Segment Start: Supplied records

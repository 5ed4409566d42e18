#![allow(dead_code)]

use async_trait::async_trait;
use semsearch_embed::{EmbedError, EmbedPool, Embedder, RetryPolicy};
use semsearch_vector::{Payload, SourceRecord};
use serde_json::Value;
use std::collections::{HashMap, HashSet};
use std::sync::atomic::{AtomicUsize, Ordering};
use std::sync::Arc;

pub const DIM: usize = 8;

/// Deterministic in-process embedder
///
/// Texts listed in `vectors` map to fixed vectors; texts in `failing` always
/// fail with `Unavailable`; anything else gets a bag-of-bytes vector.
pub struct MockEmbedder {
    model: String,
    vectors: HashMap<String, Vec<f32>>,
    failing: HashSet<String>,
    calls: AtomicUsize,
}

impl MockEmbedder {
    pub fn new(model: &str) -> Self {
        Self {
            model: model.to_string(),
            vectors: HashMap::new(),
            failing: HashSet::new(),
            calls: AtomicUsize::new(0),
        }
    }

    pub fn with_vector(mut self, text: &str, vector: Vec<f32>) -> Self {
        self.vectors.insert(text.to_string(), vector);
        self
    }

    pub fn failing_on(mut self, text: &str) -> Self {
        self.failing.insert(text.to_string());
        self
    }

    pub fn calls(&self) -> usize {
        self.calls.load(Ordering::SeqCst)
    }
}

pub fn text_vector(text: &str) -> Vec<f32> {
    let mut v = vec![0.0f32; DIM];
    v[0] = 0.05;
    for b in text.bytes() {
        v[(b as usize) % DIM] += 1.0;
    }
    v
}

#[async_trait]
impl Embedder for MockEmbedder {
    fn model(&self) -> &str {
        &self.model
    }

    async fn embed(&self, text: &str) -> Result<Vec<f32>, EmbedError> {
        self.calls.fetch_add(1, Ordering::SeqCst);
        if self.failing.contains(text) {
            return Err(EmbedError::Unavailable("backend down".to_string()));
        }
        Ok(self
            .vectors
            .get(text)
            .cloned()
            .unwrap_or_else(|| text_vector(text)))
    }
}

pub fn pool(embedder: Arc<MockEmbedder>) -> EmbedPool {
    EmbedPool::new(embedder, 4, RetryPolicy::immediate(3))
}

pub fn payload(value: Value) -> Payload {
    value.as_object().cloned().unwrap_or_default()
}

pub fn source(id: &str, text: &str, extra: Value) -> SourceRecord {
    SourceRecord::new(Some(id.to_string()), payload(extra), text)
}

Segment End: Supplied records

Set down, word for word, each line from the top of the records above through the line with "async fn embed(&self, text: &str)".

repository 5ed4409566d42e18
#![allow(dead_code)]

use async_trait::async_trait;
use semsearch_embed::{EmbedError, EmbedPool, Embedder, RetryPolicy};
use semsearch_vector::{Payload, SourceRecord};
use serde_json::Value;
use std::collections::{HashMap, HashSet};
use std::sync::atomic::{AtomicUsize, Ordering};
use std::sync::Arc;

pub const DIM: usize = 8;

/// Deterministic in-process embedder
///
/// Texts listed in `vectors` map to fixed vectors; texts in `failing` always
/// fail with `Unavailable`; anything else gets a bag-of-bytes vector.
pub struct MockEmbedder {
    model: String,
    vectors: HashMap<String, Vec<f32>>,
    failing: HashSet<String>,
    calls: AtomicUsize,
}

impl MockEmbedder {
    pub fn new(model: &str) -> Self {
        Self {
            model: model.to_string(),
            vectors: HashMap::new(),
            failing: HashSet::new(),
            calls: AtomicUsize::new(0),
        }
    }

    pub fn with_vector(mut self, text: &str, vector: Vec<f32>) -> Self {
        self.vectors.insert(text.to_string(), vector);
        self
    }

    pub fn failing_on(mut self, text: &str) -> Self {
        self.failing.insert(text.to_string());
        self
    }

    pub fn calls(&self) -> usize {
        self.calls.load(Ordering::SeqCst)
    }
}

pub fn text_vector(text: &str) -> Vec<f32> {
    let mut v = vec![0.0f32; DIM];
    v[0] = 0.05;
    for b in text.bytes() {
        v[(b as usize) % DIM] += 1.0;
    }
    v
}

#[async_trait]
impl Embedder for MockEmbedder {
    fn model(&self) -> &str {
        &self.model
    }

    async fn embed(&self, text: &str) -> Result<Vec<f32>, EmbedError> {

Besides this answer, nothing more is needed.